What number of lines in the entries hold the string "ShapeInstance"? Answer with it alone.

[Stored data]
- - -
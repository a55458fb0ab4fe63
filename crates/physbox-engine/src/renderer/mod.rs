pub mod frame;
pub mod traits;

// Re-export key types for convenient access
pub use frame::{Anchor, DrawCommand, FrameData, ShapeInstance};
pub use traits::{draw_frame, Renderer};
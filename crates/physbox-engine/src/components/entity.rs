use glam::Vec2;
use serde::Serialize;

use crate::api::types::EntityId;
use crate::core::physics::PhysicsBody;
use crate::systems::text::TextImage;

/// What an entity looks like, recorded once at spawn time.
/// Render-time decorations dispatch on this tag.
#[derive(Debug, Clone, PartialEq, Serialize)]
#[serde(tag = "kind", rename_all = "snake_case")]
pub enum ShapeKind {
    Circle { radius: f32 },
    /// Thick line between two body-local points.
    Segment { a: Vec2, b: Vec2, thickness: f32 },
    /// Body-local vertex ring.
    Polygon { vertices: Vec<Vec2> },
    /// Ring drawn as an outer disc with an inner cut-out.
    HollowCircle { radius: f32, inner_radius: f32 },
    LabeledBox { half_extents: Vec2 },
}

/// Fat Entity: a single struct with optional components.
#[derive(Debug, Clone)]
pub struct Entity {
    /// Unique identifier.
    pub id: EntityId,
    /// String tag for finding entities by role ("floor", "wall", ...).
    pub tag: String,
    /// Position in world space, synced from the physics body every step.
    pub pos: Vec2,
    /// Rotation in radians.
    pub rotation: f32,
    pub shape: ShapeKind,
    /// Rasterized label drawn at the entity's position every frame.
    pub label: Option<TextImage>,
    pub body: Option<PhysicsBody>,
}

impl Entity {
    /// Create a new entity with the given ID at the origin.
    pub fn new(id: EntityId, shape: ShapeKind) -> Self {
        Self {
            id,
            tag: String::new(),
            pos: Vec2::ZERO,
            rotation: 0.0,
            shape,
            label: None,
            body: None,
        }
    }

    // -- Builder pattern --

    pub fn with_tag(mut self, tag: impl Into<String>) -> Self {
        self.tag = tag.into();
        self
    }

    pub fn with_pos(mut self, pos: Vec2) -> Self {
        self.pos = pos;
        self
    }

    pub fn with_rotation(mut self, rotation: f32) -> Self {
        self.rotation = rotation;
        self
    }

    pub fn with_label(mut self, label: TextImage) -> Self {
        self.label = Some(label);
        self
    }

    pub fn with_body(mut self, body: PhysicsBody) -> Self {
        self.body = Some(body);
        self
    }
}
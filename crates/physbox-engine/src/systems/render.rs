use crate::api::types::Color;
use crate::components::entity::{Entity, ShapeKind};
use crate::core::physics::PhysicsWorld;
use crate::renderer::frame::{DrawCommand, FrameData, ShapeInstance};

/// Stroke color of the cross drawn over circles.
const CROSS_COLOR: Color = Color::WHITE;

/// Collect the live scene into the frame: one instance per entity, plus the
/// per-shape decorations (circle crosses, attached labels) in the overlay.
pub fn build_frame<'a>(
    entities: impl Iterator<Item = &'a Entity>,
    physics: &PhysicsWorld,
    frame: &mut FrameData,
) {
    frame.shapes.clear();

    for entity in entities {
        let is_static = entity
            .body
            .as_ref()
            .map_or(true, |body| !physics.is_dynamic(body));

        frame.shapes.push(ShapeInstance {
            entity: entity.id,
            pos: entity.pos,
            rotation: entity.rotation,
            shape: entity.shape.clone(),
            is_static,
        });

        if let ShapeKind::Circle { radius } = entity.shape {
            frame.overlay.push(DrawCommand::Cross {
                center: entity.pos,
                half_len: (radius / 2.0).floor(),
                color: CROSS_COLOR,
            });
        }

        if let Some(label) = &entity.label {
            frame.overlay.push(DrawCommand::Image {
                image: label.clone(),
                pos: entity.pos,
                alpha: u8::MAX,
            });
        }
    }
}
- - -
→ OUTPUT FOR THIS EXERCISE:
3